Sugar Gamers play better together

By WilliamPrentiss

Female geeks populate the basement of Galactic Force Toys, 3240 N. Clark St. The room is their Mecca. Four high-definition TVs hug the walls.  The largest is 60 inches of pure digital display. A gamer puts a “Dance Dance Revolution” mat to work, her bare feet mercilessly owning the floor. The 4-inch black heels to the side of the dancing queen are Keisha Howard’s. She is a woman—and she is geek.

This celebration in Galactic Force was held on Feb. 13 in honor of the Sugar Gamers founder’s birthday. Howard created Sugar Gamers as an organization where girls can enjoy their inner geek freely.  All niches are welcome, whether a woman enjoys a steady diet of anime, cosplay, comic books, “Battlestar Galactica” or all of the above.

“There’s a lot of women who are business women and mothers and fashionistas that all have a little nerdy quirk to them, and this organization provides an outlet for that,” Howard said. “Yeah, I’m nerded out, but I’m not sitting on the couch stank and crusty lookin’ all the time. I like going out and I’m a social person.”

Sugar Gamers has held several events since its founding in August 2009, and many more are planned for the future.  Turquoise Cox is a longtime member and proudly calls herself a Sugar Gamer. Cox said she plays mostly multi-player games, but the guys she’s played with outside of the organization have been less than kind.

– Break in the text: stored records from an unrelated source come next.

// Recording commands: wire configuration, session storage, cameras and the
// capture loop(s) together for one recording session

use std::path::PathBuf;
use std::time::Duration;

use anyhow::{bail, Context};
use chrono::Local;
use crossbeam_channel::Receiver;

use crate::config::RecorderConfig;
use crate::devices::{CameraProvider, FrameSource, SimulatedRig, SyncRole};
use crate::recording::{
    stdin_abort_signal, CaptureLoop, CaptureReport, CaptureSettings, PngSnapshotSink, PreviewSink, WriterConfig,
};
use crate::session::{self, Session, SessionInfo, SessionMetadata, SECONDARY_DIR};

/// A recording as requested on the command line
#[derive(Debug, Clone, Default)]
pub struct RecordRequest {
    /// Existing directory the session directory is created in
    pub base_dir: PathBuf,
    pub subject_name: Option<String>,
    pub session_name: Option<String>,
    /// Overrides `recording_minutes` from the config
    pub recording_minutes: Option<f64>,
    /// Show the live preview (also enabled by `preview.enabled`)
    pub preview: bool,
    /// Print elapsed time (also enabled by `display_time`)
    pub display_time: bool,
}

/// Everything a finished recording produced
#[derive(Debug)]
pub struct RecordingOutcome {
    pub session: Session,
    pub primary: CaptureReport,
    pub secondary: Option<CaptureReport>,
}

/// Where preview frames go, and what closes the preview
pub struct PreviewTarget {
    pub sink: Box<dyn PreviewSink>,
    pub abort: Receiver<()>,
}

/// Cameras to record from. Simulated cameras are the only built-in backend
/// and must be asked for explicitly.
pub fn camera_provider(config: &RecorderConfig) -> anyhow::Result<SimulatedRig> {
    if !config.simulation.enabled {
        bail!(
            "No camera backend is built in; pass --simulate (or set simulation.enabled) \
             to record from simulated cameras"
        );
    }
    log::warn!("Recording from SIMULATED cameras; videos will contain synthetic frames");
    Ok(SimulatedRig::new(config.simulation.clone()))
}

/// Record one session with the default preview: `preview.png` in the base
/// directory (or `preview.output_dir`), closed by `q` on stdin. The session
/// directory only ever holds the recording itself.
pub fn record<P: CameraProvider>(
    provider: &P,
    config: &RecorderConfig,
    request: RecordRequest,
) -> anyhow::Result<RecordingOutcome> {
    let preview_dir = config
        .preview
        .output_dir
        .clone()
        .unwrap_or_else(|| request.base_dir.clone());
    record_with_preview(provider, config, request, move |_session_dir| {
        let sink = PngSnapshotSink::new(&preview_dir);
        println!("Preview: {} (type q + Enter to close)", sink.path().display());
        PreviewTarget {
            sink: Box::new(sink),
            abort: stdin_abort_signal(),
        }
    })
}

/// Record one session. `make_preview` is called with the session directory
/// when the preview is enabled.
pub fn record_with_preview<P, F>(
    provider: &P,
    config: &RecorderConfig,
    request: RecordRequest,
    make_preview: F,
) -> anyhow::Result<RecordingOutcome>
where
    P: CameraProvider,
    F: FnOnce(&std::path::Path) -> PreviewTarget,
{
    let minutes = request.recording_minutes.unwrap_or(config.recording_minutes);
    let duration = match Duration::try_from_secs_f64(minutes * 60.0) {
        Ok(duration) => duration,
        Err(e) => bail!("Invalid recording length of {} minutes: {}", minutes, e),
    };

    session::check_free_space(&request.base_dir, config.min_free_disk_gb);

    let info = SessionInfo {
        subject_name: request.subject_name.clone(),
        session_name: request.session_name.clone(),
        target_duration_secs: duration.as_secs_f64(),
        device_id: config.device.device_id,
    };
    let session = session::create_session(&request.base_dir, info, Local::now())
        .context("Failed to create session directory")?;

    // Written before the camera is opened; an unavailable camera leaves it behind
    SessionMetadata::new(request.subject_name, request.session_name, session.created_at)
        .with_resolution(config.device.resolution)
        .write(&session.dir)
        .context("Failed to write session metadata")?;

    let mut primary_config = config.device.clone();
    let secondary_config = config.secondary.clone().map(|mut secondary| {
        primary_config.sync_role = SyncRole::Primary;
        secondary.sync_role = SyncRole::Secondary;
        secondary
    });

    let primary_camera = provider
        .open(&primary_config)
        .with_context(|| format!("Failed to open camera {}", primary_config.device_id))?;

    let secondary_camera = match &secondary_config {
        Some(secondary) => Some(
            provider
                .open(secondary)
                .with_context(|| format!("Failed to open secondary camera {}", secondary.device_id))?,
        ),
        None => None,
    };

    let display_time = request.display_time || config.display_time;
    let settings = CaptureSettings {
        display_time,
        ..CaptureSettings::new(duration).with_preview_config(&config.preview)
    };

    // The secondary starts first and is not waited on before the primary starts
    let secondary_handle = match secondary_camera {
        Some(camera) => {
            let dir = session.dir.join(SECONDARY_DIR);
            std::fs::create_dir_all(&dir)
                .with_context(|| format!("Failed to create {}", dir.display()))?;
            let capture = build_loop(camera, dir, config, CaptureSettings {
                display_time: false,
                ..settings.clone()
            });
            let handle = std::thread::Builder::new()
                .name("depth-acquire-secondary".into())
                .spawn(move || capture.run())
                .context("Failed to spawn secondary capture thread")?;
            Some(handle)
        }
        None => None,
    };

    let mut primary = build_loop(primary_camera, session.dir.clone(), config, settings);
    if request.preview || config.preview.enabled {
        let target = make_preview(&session.dir);
        primary = primary.with_preview(target.sink, target.abort);
    }

    log::info!(
        "Recording {} for {:.1} minutes into {}",
        session.id,
        minutes,
        session.dir.display()
    );
    let primary_result = primary.run();

    let secondary_result = match secondary_handle {
        Some(handle) => Some(
            handle
                .join()
                .map_err(|_| anyhow::anyhow!("Secondary capture thread panicked"))?,
        ),
        None => None,
    };

    let primary = primary_result.context("Primary camera recording failed")?;
    let secondary = secondary_result
        .transpose()
        .context("Secondary camera recording failed")?;

    log::info!("Session {} complete", session.id);
    Ok(RecordingOutcome {
        session,
        primary,
        secondary,
    })
}

fn build_loop<S: FrameSource>(
    camera: S,
    dir: PathBuf,
    config: &RecorderConfig,
    settings: CaptureSettings,
) -> CaptureLoop<S> {
    let writer = WriterConfig::new(&dir, config.encoder.clone()).with_frame_size(camera.resolution());
    CaptureLoop::new(camera, dir, settings, writer).with_queues(config.queues.clone())
}

#[cfg(test)]
mod tests {
    use super::*;
    use crate::devices::SimulationProfile;

    fn no_preview(_: &std::path::Path) -> PreviewTarget {
        panic!("preview was not requested");
    }

    #[test]
    fn simulated_cameras_must_be_asked_for() {
        let mut config = RecorderConfig::default();
        let err = camera_provider(&config).unwrap_err();
        assert!(err.to_string().contains("--simulate"));

        config.simulation.enabled = true;
        assert!(camera_provider(&config).is_ok());
    }

    #[test]
    fn unrepresentable_length_is_rejected_before_anything_is_created() {
        let base = tempfile::tempdir().unwrap();
        let config = RecorderConfig {
            simulation: SimulationProfile {
                enabled: true,
                ..Default::default()
            },
            ..Default::default()
        };
        let rig = SimulatedRig::new(config.simulation.clone());

        for minutes in [f64::MAX, f64::INFINITY, f64::NAN, -1.0] {
            let request = RecordRequest {
                base_dir: base.path().to_path_buf(),
                recording_minutes: Some(minutes),
                ..Default::default()
            };
            let err = record_with_preview(&rig, &config, request, no_preview).unwrap_err();
            assert!(err.to_string().contains("Invalid recording length"), "{}", err);
        }
        assert_eq!(std::fs::read_dir(base.path()).unwrap().count(), 0);
    }
}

“Girl gamers are really far and few between,” Cox said. “I play video games that require you to play with other people, and guys aren’t very receptive to playing with girls. I’ve been called every curse word in the book when they found out I was a girl.”

Cox remembers getting hassled in one particular game of “Grand Theft Auto IV.” She was told lewd things after asking the other players to be quiet. Cox needed the calm to aim her sniper rifle, which was aimed at the players fighting amongst themselves around the skyscraper she was standing on. However, she said she got the last laugh after putting the guys down one by one and speeding away in a car she stole from one of them.

Howard said the focus of Sugar Gamers is to give women an atmosphere where they can talk about their hobby without guys hitting on them. Men come to their events, but Howard said the organization’s ultimate goal is to provide a place for lady geeks to be themselves. She said she has found guys she can talk about her geekier interests with, but too often things turn sour when they try to make a move on her.

“A lot of times it might go over into the wrong way,” Howard said. “That’s why I wanted to make a female-oriented group because I can talk to other females about my interests without worrying about them trying to seduce me later. It’s nice.”

Mike Sullivan was in attendance for Keisha’s birthday.  The computer engineer said he’s not a huge gamer because of the time investment games require, but would like to see more of them in a social setting. He said women usually stand out in both the engineering and gaming world.

“It wouldn’t make a difference to me,” Howard said. “To gamers, I could see that being a big deal. In the gaming community in general, I think there tends to be a mystique about it—when they get into things many women don’t normally get into.”

Marc Heller, Galactic Toys owner, met Howard before her birthday party. He said he thinks Sugar Gamers is a great idea because gaming shops like his are usually frequented by more guys than girls, but his store is really trying to attract a wider variety of customers.

“We have a lot of female customers for everything we do—board games we sell, video games, everything,” Heller said. “It’s a welcoming environment for girls, especially for girls that want to come in and haven’t played ‘Magic’ before. Gamers sometimes get a little aggressive.”